*Task to complete*: Everything from the line with "pub mod prelude" to the final line of the records should be reproduced word for word, with both of those lines kept.

═══ Dataset excerpts

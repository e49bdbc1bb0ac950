//! Herald core types: decoded events, rendering styles and the notification policy.

#![forbid(unsafe_code)]

use std::fmt;
use std::str::FromStr;

use chrono::{DateTime, Utc};
use serde::{Deserialize, Serialize};

pub mod policy;

pub use policy::{Cause, Decision, Policy, PolicyConfig, Rule, RuleParseError};

/// Envelope type of a watch record. Carried through the pipeline untouched.
#[derive(Debug, Clone, Copy, Serialize, Deserialize, PartialEq, Eq, Hash)]
#[serde(rename_all = "UPPERCASE")]
pub enum WatchEventType {
    Added,
    Modified,
    Deleted,
    Bookmark,
    Error,
}

impl WatchEventType {
    pub fn as_str(&self) -> &'static str {
        match self {
            Self::Added => "ADDED",
            Self::Modified => "MODIFIED",
            Self::Deleted => "DELETED",
            Self::Bookmark => "BOOKMARK",
            Self::Error => "ERROR",
        }
    }
}

impl fmt::Display for WatchEventType {
    fn fmt(&self, f: &mut fmt::Formatter<'_>) -> fmt::Result {
        f.write_str(self.as_str())
    }
}

/// One cluster event as seen on the watch stream.
///
/// A snapshot: repeat occurrences arrive as new values with a higher `count`
/// and a later `last_timestamp`, never as updates to an existing value.
#[derive(Debug, Clone, Serialize, Deserialize, PartialEq, Eq)]
pub struct Event {
    pub reason: String,
    pub message: String,
    pub count: u32,
    pub first_timestamp: DateTime<Utc>,
    pub last_timestamp: DateTime<Utc>,
    pub involved_object_kind: String,
    pub name: String,
    pub namespace: Option<String>,
    pub source_component: String,
}

/// Rendering hint conveying severity. Carries no meaning beyond display.
#[derive(Debug, Clone, Serialize, Deserialize, PartialEq, Eq, Hash)]
#[serde(rename_all = "lowercase")]
pub enum NotificationStyle {
    Good,
    Warning,
    Danger,
    /// Free-form override, e.g. a hex color like `#439FE0`.
    #[serde(untagged)]
    Custom(String),
}

impl NotificationStyle {
    /// Attachment color understood by Slack.
    pub fn color(&self) -> &str {
        match self {
            Self::Good => "good",
            Self::Warning => "warning",
            Self::Danger => "danger",
            Self::Custom(c) => c.as_str(),
        }
    }

    /// Emoji prefix for text-only rendering.
    pub fn emoji(&self) -> &'static str {
        match self {
            Self::Good => ":white_check_mark:",
            Self::Warning => ":warning:",
            Self::Danger => ":fire:",
            Self::Custom(_) => ":information_source:",
        }
    }

    /// Guess a style from a reason when none was configured.
    pub fn infer(reason: &str) -> Option<Self> {
        if reason.starts_with("Success") {
            Some(Self::Good)
        } else if reason.starts_with("Fail") {
            Some(Self::Danger)
        } else {
            None
        }
    }
}

impl fmt::Display for NotificationStyle {
    fn fmt(&self, f: &mut fmt::Formatter<'_>) -> fmt::Result {
        f.write_str(self.color())
    }
}

impl FromStr for NotificationStyle {
    type Err = std::convert::Infallible;

    fn from_str(s: &str) -> Result<Self, Self::Err> {
        Ok(match s.trim().to_ascii_lowercase().as_str() {
            "good" => Self::Good,
            "warning" => Self::Warning,
            "danger" => Self::Danger,
            _ => Self::Custom(s.trim().to_string()),
        })
    }
}

pub mod prelude {
    pub use super::{Decision, Event, NotificationStyle, Policy, PolicyConfig, WatchEventType};
}

#[cfg(test)]
mod tests {
    use super::*;

    #[test]
    fn style_parse_and_color() {
        assert_eq!("good".parse::<NotificationStyle>().unwrap(), NotificationStyle::Good);
        assert_eq!("DANGER".parse::<NotificationStyle>().unwrap(), NotificationStyle::Danger);
        let custom: NotificationStyle = "#439FE0".parse().unwrap();
        assert_eq!(custom.color(), "#439FE0");
    }

    #[test]
    fn style_serde_uses_plain_strings() {
        assert_eq!(serde_json::to_string(&NotificationStyle::Warning).unwrap(), "\"warning\"");
        let s: NotificationStyle = serde_json::from_str("\"#ff0000\"").unwrap();
        assert_eq!(s, NotificationStyle::Custom("#ff0000".into()));
    }

    #[test]
    fn infer_from_reason_prefix() {
        assert_eq!(NotificationStyle::infer("SuccessfulDelete"), Some(NotificationStyle::Good));
        assert_eq!(NotificationStyle::infer("FailedMount"), Some(NotificationStyle::Danger));
        assert_eq!(NotificationStyle::infer("Pulled"), None);
    }

    #[test]
    fn watch_type_wire_names() {
        let t: WatchEventType = serde_json::from_str("\"MODIFIED\"").unwrap();
        assert_eq!(t, WatchEventType::Modified);
        assert_eq!(WatchEventType::Bookmark.to_string(), "BOOKMARK");
    }
}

══════

*Answer for this exercise*:
pub mod prelude {
    pub use super::{Decision, Event, NotificationStyle, Policy, PolicyConfig, WatchEventType};
}

#[cfg(test)]
mod tests {
    use super::*;

    #[test]
    fn style_parse_and_color() {
        assert_eq!("good".parse::<NotificationStyle>().unwrap(), NotificationStyle::Good);
        assert_eq!("DANGER".parse::<NotificationStyle>().unwrap(), NotificationStyle::Danger);
        let custom: NotificationStyle = "#439FE0".parse().unwrap();
        assert_eq!(custom.color(), "#439FE0");
    }

    #[test]
    fn style_serde_uses_plain_strings() {
        assert_eq!(serde_json::to_string(&NotificationStyle::Warning).unwrap(), "\"warning\"");
        let s: NotificationStyle = serde_json::from_str("\"#ff0000\"").unwrap();
        assert_eq!(s, NotificationStyle::Custom("#ff0000".into()));
    }

    #[test]
    fn infer_from_reason_prefix() {
        assert_eq!(NotificationStyle::infer("SuccessfulDelete"), Some(NotificationStyle::Good));
        assert_eq!(NotificationStyle::infer("FailedMount"), Some(NotificationStyle::Danger));
        assert_eq!(NotificationStyle::infer("Pulled"), None);
    }

    #[test]
    fn watch_type_wire_names() {
        let t: WatchEventType = serde_json::from_str("\"MODIFIED\"").unwrap();
        assert_eq!(t, WatchEventType::Modified);
        assert_eq!(WatchEventType::Bookmark.to_string(), "BOOKMARK");
    }
}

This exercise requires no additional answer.